Niebyt otworzył usta, by coś powiedzieć, zamknął je jednak po chwili, widocznie przypominając jakimś cudem o wspólnictwie. Albo coś powiedział i nikt tego nie usłyszał.
– Dobrze. Dobrze. Proszę siadać. – wskazał ręką na powietrze dyrektor, spojrzał na powietrze, długo i przenikliwie, a gdy te nie przeobraziło się w trzy piękne krzesła, zaczerwienił się okropnie – To znaczy... Jeśli państwo... Krzesła są przy szafce.
Przybysze wzięli krzesła... właściwie były to taborety, zupełnie nie pasujące do dystyngowanej damy i elegancko niosącej się dziewczynki, ale żadne z nich nie uroniło słowa.
To znaczy, zakładam, że nie uroniło, bo niebyt akurat teraz stwierdził, że krzesło równie dobrze może lewitować sobie nad ziemią, on nie jest tu zupełnie potrzebny.
Jakimś cudem ulokowali się między małym biureczkiem, a ogromnym czarnym blatem, na którym spoczywała pojedyncza niedojedzona kiełbaska, nie łamiąc przy tym praw przestrzeni. Prawdopodobnie.
Dyrektor przyjrzał się przybyszom. Przybysze przyjrzeli się dyrektorowi. Przyglądali się tak sobie parę minut, milcząc zgodnie.

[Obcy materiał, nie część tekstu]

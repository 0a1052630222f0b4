//! Token issuance.

use std::fmt;
use std::sync::Arc;

use error::{AuthError, ConfigError};

use crate::claims::{ClaimSet, Claims};
use crate::clock::Clock;
use crate::config::JwtConfig;
use crate::jwt::{encode_token, signing_key, HmacSha256};

/// Signs new session tokens.
///
/// The role is taken from the caller as-is: whoever calls [`generate`](Self::generate)
/// must already have decided that the subject is entitled to it.
#[derive(Clone)]
pub struct TokenIssuer {
    config: Arc<JwtConfig>,
    key: HmacSha256,
    clock: Arc<dyn Clock>,
}

impl TokenIssuer {
    pub fn new(config: Arc<JwtConfig>, clock: Arc<dyn Clock>) -> Result<Self, ConfigError> {
        config.validate()?;
        let key = signing_key(&config.secret)?;
        Ok(Self { config, key, clock })
    }

    /// Issue a token for `subject`, with `role` or the configured default role.
    pub fn generate(&self, subject: &str, role: Option<&str>) -> Result<String, AuthError> {
        if subject.trim().is_empty() {
            return Err(AuthError::InvalidSubject);
        }
        let role = match role {
            Some(role) if role.trim().is_empty() => return Err(AuthError::InvalidRole),
            Some(role) => role,
            None => self.config.default_role.as_str(),
        };

        let claims = Claims::new(subject, role, &self.config, self.clock.now())?;
        tracing::debug!(
            subject,
            role,
            jti = %claims.jti,
            exp = claims.exp,
            "Issuing session token"
        );

        encode_token(&ClaimSet::from(claims), &self.key)
    }
}

impl fmt::Debug for TokenIssuer {
    fn fmt(&self, f: &mut fmt::Formatter<'_>) -> fmt::Result {
        f.debug_struct("TokenIssuer")
            .field("config", &self.config)
            .finish_non_exhaustive()
    }
}

#[cfg(test)]
mod tests {
    use super::*;
    use crate::clock::FixedClock;
    use crate::jwt::decode_token;
    use chrono::{Duration, TimeZone, Utc};

    fn issuer() -> TokenIssuer {
        let config = JwtConfig::new(
            "01234567890123456789012345678901",
            "app",
            "app-users",
            Duration::minutes(60),
        );
        let clock = FixedClock::new(Utc.with_ymd_and_hms(2024, 1, 15, 9, 0, 0).unwrap());
        TokenIssuer::new(Arc::new(config), Arc::new(clock)).unwrap()
    }

    #[test]
    fn test_generate_stamps_all_claims() {
        let issuer = issuer();
        let token = issuer.generate("alice", Some("Admin")).unwrap();
        let claims = decode_token(&token, &issuer.key).unwrap();

        let issued = Utc.with_ymd_and_hms(2024, 1, 15, 9, 0, 0).unwrap();
        assert_eq!(claims.subject(), Some("alice"));
        assert_eq!(claims.role(), Some("Admin"));
        assert_eq!(claims.issuer(), Some("app"));
        assert_eq!(claims.audiences(), vec!["app-users"]);
        assert_eq!(claims.issued_at(), Some(issued));
        assert_eq!(claims.not_before(), Some(issued));
        assert_eq!(claims.expires_at(), Some(issued + Duration::minutes(60)));
        assert!(claims.token_id().is_some());
    }

    #[test]
    fn test_generate_uses_default_role() {
        let issuer = issuer();
        let token = issuer.generate("bob", None).unwrap();
        let claims = decode_token(&token, &issuer.key).unwrap();
        assert_eq!(claims.role(), Some("User"));
    }

    #[test]
    fn test_generate_rejects_empty_input() {
        let issuer = issuer();
        assert_eq!(issuer.generate("", None), Err(AuthError::InvalidSubject));
        assert_eq!(issuer.generate("  ", Some("Admin")), Err(AuthError::InvalidSubject));
        assert_eq!(issuer.generate("alice", Some("")), Err(AuthError::InvalidRole));
    }

    #[test]
    fn test_new_fails_fast_on_bad_config() {
        let config = JwtConfig::new("", "app", "app-users", Duration::minutes(60));
        let result = TokenIssuer::new(Arc::new(config), Arc::new(FixedClock::new(Utc::now())));
        assert!(matches!(result, Err(ConfigError::Invalid { .. })));
    }

    #[test]
    fn test_debug_hides_key() {
        let rendered = format!("{:?}", issuer());
        assert!(rendered.contains("TokenIssuer"));
        assert!(!rendered.contains("0123456789"));
    }
}
pub mod asset_cache;
pub mod display;
pub mod geocoding;
pub mod normalizer;
pub mod open_meteo;
pub mod tomorrow;
pub mod weather_codes;
pub mod weatherapi;

use crate::errors::AppError;

/// Build the outbound HTTP client shared by every upstream client.
///
/// No timeout is set; requests rely on transport defaults.
pub fn http_client(user_agent: &str) -> Result<reqwest::Client, AppError> {
    reqwest::Client::builder()
        .user_agent(user_agent)
        .build()
        .map_err(|e| AppError::InternalError(format!("Failed to build HTTP client: {}", e)))
}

– To... To tylko formalność... – głos dyrektora pobrzmiewał ostrymi nutami przerażenia. Nie można go zresztą za to winić, w końcu kiedy dwie pary oczu i prawdopodobnie nieistniejąca para oczu przeszywa cię na wylot, można zacząć drżeć o swoją duszę.
– Mam tylko... małe pytanie... maleńkie... napra- Na wody! – jego spojrzenie przypadkowo wylądowało na kiełbasce. Z jakiś przyczyn wydawał się nią bardziej przerażony niż obcymi.
– Zrobiłaś coś? – spytał obcy mężczyzna.
– Jeszcze nic! – obraziła się obca kobieta.
– Prze- Przepraszam za to... To zaskoczenie... Nie spodziewałem się, go dzisiaj... Och, na wody... – dalej wlepiał spojrzenie w mięso – Chciałam... To znaczy... Nie zgadzało mi się to... Proszę wybaczyć nachalność... Państwo rozumieją ... ostrożność... Och! Dlaczego on nie może być nigdy ostrożny!
Mamrotał do siebie, DALEJ nie odrywając wzroku od tego jednego punktu zainteresowania, który nie był tego wart.
– Co chcę powiedzieć...
Tak? Wszyscy chcemy to usłyszeć w końcu.
– To, że pani nazywa się Kutykunis von Instynkt.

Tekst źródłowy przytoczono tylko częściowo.